_TASK DETAILS_. Search the material below for the word "FromStr". Copy every line where it is found.

_ENTRIES SHOWN_.
//! Parsing of free-form scripture references such as `Genesis 3:5-8`.
//!
//! Parsing happens in two phases. [`ParsedReference::parse`] is purely
//! syntactic and never touches a corpus. A parsed reference may end at the
//! `fin` sentinel ("through the end of the chapter"), which
//! [`ParsedReference::complete`] replaces with the chapter's actual verse
//! count, producing a [`Reference`].

use std::{fmt, str::FromStr, sync::LazyLock};

use regex::Regex;

use super::{
    Error,
    corpus::{BookToken, Corpus},
};

/// Book names: an optional leading numeral, then one or more groups of
/// letters, apostrophes and hyphens separated by whitespace.
const BOOK: &str = r"([0-9]*\s*[\p{L}'’\-]+(?:\s+[\p{L}'’\-]+)*)";

/// The literal token that stands for the last verse of a chapter.
pub const END_OF_CHAPTER: &str = "fin";

/// The recognised reference shapes.
///
/// The variant order is the matching priority: the first shape whose
/// pattern matches the whole input wins.
#[derive(Debug, Clone, Copy, PartialEq, Eq)]
pub enum Shape {
    /// `<book> <c1>:<v1>-<c2>:<v2>`
    InterChapter,
    /// `<book> <c>:<v>-fin`
    ToChapterEnd,
    /// `<book> <c>:<v1>-<v2>`
    VerseRange,
    /// `<book> <c>:<v>`
    SingleVerse,
    /// `<book> <c>`
    WholeChapter,
}

impl Shape {
    /// All shapes in matching order.
    pub const ALL: [Self; 5] = [
        Self::InterChapter,
        Self::ToChapterEnd,
        Self::VerseRange,
        Self::SingleVerse,
        Self::WholeChapter,
    ];

    fn pattern(self) -> String {
        let tail = match self {
            Self::InterChapter => r"([0-9]+):([0-9]+)\s*-\s*([0-9]+):([0-9]+)".to_string(),
            Self::ToChapterEnd => format!(r"([0-9]+):([0-9]+)\s*-\s*{END_OF_CHAPTER}"),
            Self::VerseRange => r"([0-9]+):([0-9]+)\s*-\s*([0-9]+)".to_string(),
            Self::SingleVerse => r"([0-9]+):([0-9]+)".to_string(),
            Self::WholeChapter => r"([0-9]+)".to_string(),
        };
        format!(r"(?i)^{BOOK}\s+{tail}$")
    }
}

struct Rule {
    shape: Shape,
    pattern: Regex,
}

static GRAMMAR: LazyLock<Vec<Rule>> = LazyLock::new(|| {
    Shape::ALL
        .into_iter()
        .map(|shape| Rule {
            shape,
            pattern: Regex::new(&shape.pattern()).expect("reference grammar must compile"),
        })
        .collect()
});

/// The last verse of a parsed reference.
#[derive(Debug, Clone, Copy, PartialEq, Eq)]
pub enum VerseBound {
    /// A concrete verse number.
    Verse(u32),
    /// The last verse of the end chapter, not yet looked up.
    EndOfChapter,
}

impl fmt::Display for VerseBound {
    fn fmt(&self, f: &mut fmt::Formatter<'_>) -> fmt::Result {
        match self {
            Self::Verse(n) => write!(f, "{n}"),
            Self::EndOfChapter => f.write_str(END_OF_CHAPTER),
        }
    }
}

impl FromStr for VerseBound {
    type Err = Error;

    fn from_str(s: &str) -> Result<Self, Self::Err> {
        let s = s.trim();
        if s.eq_ignore_ascii_case(END_OF_CHAPTER) {
            return Ok(Self::EndOfChapter);
        }
        s.parse()
            .map(Self::Verse)
            .map_err(|_| Error::Format(s.to_string()))
    }
}

/// The syntactic structure of a reference string.
#[derive(Debug, Clone, PartialEq, Eq)]
pub struct ParsedReference {
    shape: Shape,
    book: BookToken,
    start_chapter: u32,
    start_verse: u32,
    end_chapter: u32,
    end_verse: VerseBound,
}

impl ParsedReference {
    /// Parses a reference string.
    ///
    /// Surrounding whitespace is ignored and the shapes of [`Shape::ALL`]
    /// are tried in order.
    ///
    /// # Errors
    ///
    /// Returns [`Error::Format`] carrying the original input if no shape
    /// matches or a number does not fit in a `u32`.
    pub fn parse(input: &str) -> Result<Self, Error> {
        let invalid = || Error::Format(input.to_string());
        let trimmed = input.trim();

        let (shape, captures) = GRAMMAR
            .iter()
            .find_map(|rule| rule.pattern.captures(trimmed).map(|c| (rule.shape, c)))
            .ok_or_else(invalid)?;

        let number = |group: usize| {
            captures
                .get(group)
                .and_then(|m| m.as_str().parse::<u32>().ok())
                .ok_or_else(invalid)
        };

        let book = captures
            .get(1)
            .and_then(|m| BookToken::parse(m.as_str()))
            .ok_or_else(invalid)?;

        let chapter = number(2)?;
        let (start_verse, end_chapter, end_verse) = match shape {
            Shape::InterChapter => (number(3)?, number(4)?, VerseBound::Verse(number(5)?)),
            Shape::ToChapterEnd => (number(3)?, chapter, VerseBound::EndOfChapter),
            Shape::VerseRange => (number(3)?, chapter, VerseBound::Verse(number(4)?)),
            Shape::SingleVerse => {
                let verse = number(3)?;
                (verse, chapter, VerseBound::Verse(verse))
            }
            Shape::WholeChapter => (1, chapter, VerseBound::EndOfChapter),
        };

        Ok(Self {
            shape,
            book,
            start_chapter: chapter,
            start_verse,
            end_chapter,
            end_verse,
        })
    }

    /// The shape that matched.
    #[must_use]
    pub const fn shape(&self) -> Shape {
        self.shape
    }

    /// The book token, exactly as written.
    #[must_use]
    pub const fn book(&self) -> &BookToken {
        &self.book
    }

    /// The first chapter.
    #[must_use]
    pub const fn start_chapter(&self) -> u32 {
        self.start_chapter
    }

    /// The first verse.
    #[must_use]
    pub const fn start_verse(&self) -> u32 {
        self.start_verse
    }

    /// The last chapter.
    #[must_use]
    pub const fn end_chapter(&self) -> u32 {
        self.end_chapter
    }

    /// The last verse, possibly still the end-of-chapter sentinel.
    #[must_use]
    pub const fn end_verse(&self) -> VerseBound {
        self.end_verse
    }

    /// Replaces the end-of-chapter sentinel with a concrete verse number.
    ///
    /// The end chapter is looked up by exact number. References without the
    /// sentinel are converted without consulting the corpus.
    ///
    /// # Errors
    ///
    /// Returns [`Error::BookNotFound`] or [`Error::ChapterNotFound`] when the
    /// sentinel cannot be resolved.
    pub fn complete(self, corpus: &Corpus) -> Result<Reference, Error> {
        let end_verse = match self.end_verse {
            VerseBound::Verse(verse) => verse,
            VerseBound::EndOfChapter => {
                let count = corpus.verse_count(&self.book, self.end_chapter)?;
                tracing::trace!(book = %self.book, chapter = self.end_chapter, count, "resolved end of chapter");
                u32::try_from(count).unwrap_or(u32::MAX)
            }
        };

        Ok(Reference {
            book: self.book,
            start_chapter: self.start_chapter,
            start_verse: self.start_verse,
            end_chapter: self.end_chapter,
            end_verse,
        })
    }
}

impl FromStr for ParsedReference {
    type Err = Error;

    fn from_str(s: &str) -> Result<Self, Self::Err> {
        Self::parse(s)
    }
}

impl TryFrom<&str> for ParsedReference {
    type Error = Error;

    fn try_from(value: &str) -> Result<Self, Self::Error> {
        Self::parse(value)
    }
}

/// A fully resolved reference: every coordinate is a concrete number.
#[derive(Debug, Clone, PartialEq, Eq)]
pub struct Reference {
    book: BookToken,
    start_chapter: u32,
    start_verse: u32,
    end_chapter: u32,
    end_verse: u32,
}

impl Reference {
    /// Creates a reference from explicit coordinates.
    #[must_use]
    pub const fn new(
        book: BookToken,
        start_chapter: u32,
        start_verse: u32,
        end_chapter: u32,
        end_verse: u32,
    ) -> Self {
        Self {
            book,
            start_chapter,
            start_verse,
            end_chapter,
            end_verse,
        }
    }

    /// The book token.
    #[must_use]
    pub const fn book(&self) -> &BookToken {
        &self.book
    }

    /// The first chapter.
    #[must_use]
    pub const fn start_chapter(&self) -> u32 {
        self.start_chapter
    }

    /// The first verse.
    #[must_use]
    pub const fn start_verse(&self) -> u32 {
        self.start_verse
    }

    /// The last chapter.
    #[must_use]
    pub const fn end_chapter(&self) -> u32 {
        self.end_chapter
    }

    /// The last verse.
    #[must_use]
    pub const fn end_verse(&self) -> u32 {
        self.end_verse
    }

    /// Whether the reference spans more than one chapter number.
    #[must_use]
    pub const fn is_inter_chapter(&self) -> bool {
        self.start_chapter != self.end_chapter
    }
}

#[cfg(test)]
mod tests {
    use test_case::test_case;

    use super::*;
    use crate::domain::fixtures;

    fn book_name(parsed: &ParsedReference) -> String {
        parsed.book().to_string()
    }

    #[test_case("Genesis 1:30-2:5", Shape::InterChapter, 1, 30, 2, VerseBound::Verse(5))]
    #[test_case("Genesis 3:5-fin", Shape::ToChapterEnd, 3, 5, 3, VerseBound::EndOfChapter)]
    #[test_case("Genesis 3:5-FIN", Shape::ToChapterEnd, 3, 5, 3, VerseBound::EndOfChapter)]
    #[test_case("Genesis 3:5-8", Shape::VerseRange, 3, 5, 3, VerseBound::Verse(8))]
    #[test_case("Genesis 3:5 - 8", Shape::VerseRange, 3, 5, 3, VerseBound::Verse(8))]
    #[test_case("Genesis 3:5", Shape::SingleVerse, 3, 5, 3, VerseBound::Verse(5))]
    #[test_case("Genesis 3", Shape::WholeChapter, 3, 1, 3, VerseBound::EndOfChapter)]
    #[test_case("  Genesis 3:5  ", Shape::SingleVerse, 3, 5, 3, VerseBound::Verse(5))]
    fn parses_each_shape(
        input: &str,
        shape: Shape,
        start_chapter: u32,
        start_verse: u32,
        end_chapter: u32,
        end_verse: VerseBound,
    ) {
        let parsed = ParsedReference::parse(input).unwrap();
        assert_eq!(parsed.shape(), shape);
        assert_eq!(book_name(&parsed), "Genesis");
        assert_eq!(parsed.start_chapter(), start_chapter);
        assert_eq!(parsed.start_verse(), start_verse);
        assert_eq!(parsed.end_chapter(), end_chapter);
        assert_eq!(parsed.end_verse(), end_verse);
    }

    #[test_case("1 Corinthiens 13:4", "1 Corinthiens"; "leading numeral")]
    #[test_case("1Corinthiens 13:4", "1Corinthiens"; "numeral without space")]
    #[test_case("Cantique des cantiques 2:1", "Cantique des cantiques"; "multi word")]
    #[test_case("Ésaïe 53:5", "Ésaïe"; "accented")]
    #[test_case("Saint-Jean 3:16", "Saint-Jean"; "hyphenated")]
    #[test_case("L'Exode 3:14", "L'Exode"; "apostrophe")]
    fn book_token_grammar(input: &str, expected: &str) {
        let parsed = ParsedReference::parse(input).unwrap();
        assert_eq!(book_name(&parsed), expected);
    }

    #[test_case(""; "empty")]
    #[test_case("Genesis"; "book only")]
    #[test_case("Genesis 1:"; "dangling colon")]
    #[test_case("Genesis 1:2-"; "dangling dash")]
    #[test_case("Genesis a:b"; "letters for numbers")]
    #[test_case("3:16"; "no book")]
    #[test_case("Genesis 1:2-3:"; "incomplete end")]
    #[test_case("Genesis 1:2-end"; "english sentinel")]
    #[test_case("Genesis 99999999999:1"; "overflowing chapter")]
    fn rejects_invalid_input(input: &str) {
        assert_eq!(
            ParsedReference::parse(input),
            Err(Error::Format(input.to_string()))
        );
    }

    #[test]
    fn format_error_keeps_original_input() {
        let error = ParsedReference::parse("  not a reference ").unwrap_err();
        assert_eq!(error.to_string(), "Invalid reference format: \"  not a reference \"");
    }

    #[test]
    fn from_str_matches_parse() {
        let parsed: ParsedReference = "Exode 20:1-17".parse().unwrap();
        assert_eq!(parsed, ParsedReference::parse("Exode 20:1-17").unwrap());
    }

    #[test]
    fn complete_resolves_sentinel_to_chapter_length() {
        let corpus = fixtures::genesis_exodus();

        let reference = ParsedReference::parse("Genesis 2:5-fin")
            .unwrap()
            .complete(&corpus)
            .unwrap();
        assert_eq!(reference.end_verse(), 25);

        let reference = ParsedReference::parse("genesis 3")
            .unwrap()
            .complete(&corpus)
            .unwrap();
        assert_eq!(reference.start_verse(), 1);
        assert_eq!(reference.end_verse(), 24);
    }

    #[test]
    fn complete_without_sentinel_does_not_need_the_book() {
        let corpus = fixtures::genesis_exodus();
        let reference = ParsedReference::parse("Nowhere 1:2-3")
            .unwrap()
            .complete(&corpus)
            .unwrap();
        assert_eq!(reference.end_verse(), 3);
        assert!(!reference.is_inter_chapter());
    }

    #[test]
    fn complete_reports_missing_book_and_chapter() {
        let corpus = fixtures::genesis_exodus();

        let error = ParsedReference::parse("Nowhere 1")
            .unwrap()
            .complete(&corpus)
            .unwrap_err();
        assert_eq!(error, Error::BookNotFound("Nowhere".to_string()));

        let error = ParsedReference::parse("Genesis 40:1-fin")
            .unwrap()
            .complete(&corpus)
            .unwrap_err();
        assert_eq!(
            error,
            Error::ChapterNotFound {
                book: "Genesis".to_string(),
                chapter: 40
            }
        );
    }

    #[test_case("fin", VerseBound::EndOfChapter)]
    #[test_case(" Fin ", VerseBound::EndOfChapter)]
    #[test_case("12", VerseBound::Verse(12))]
    fn verse_bound_from_str(input: &str, expected: VerseBound) {
        assert_eq!(input.parse::<VerseBound>().unwrap(), expected);
    }
}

_PROBLEM SOLUTION_.
use std::{fmt, str::FromStr, sync::LazyLock};
impl FromStr for VerseBound {
impl FromStr for ParsedReference {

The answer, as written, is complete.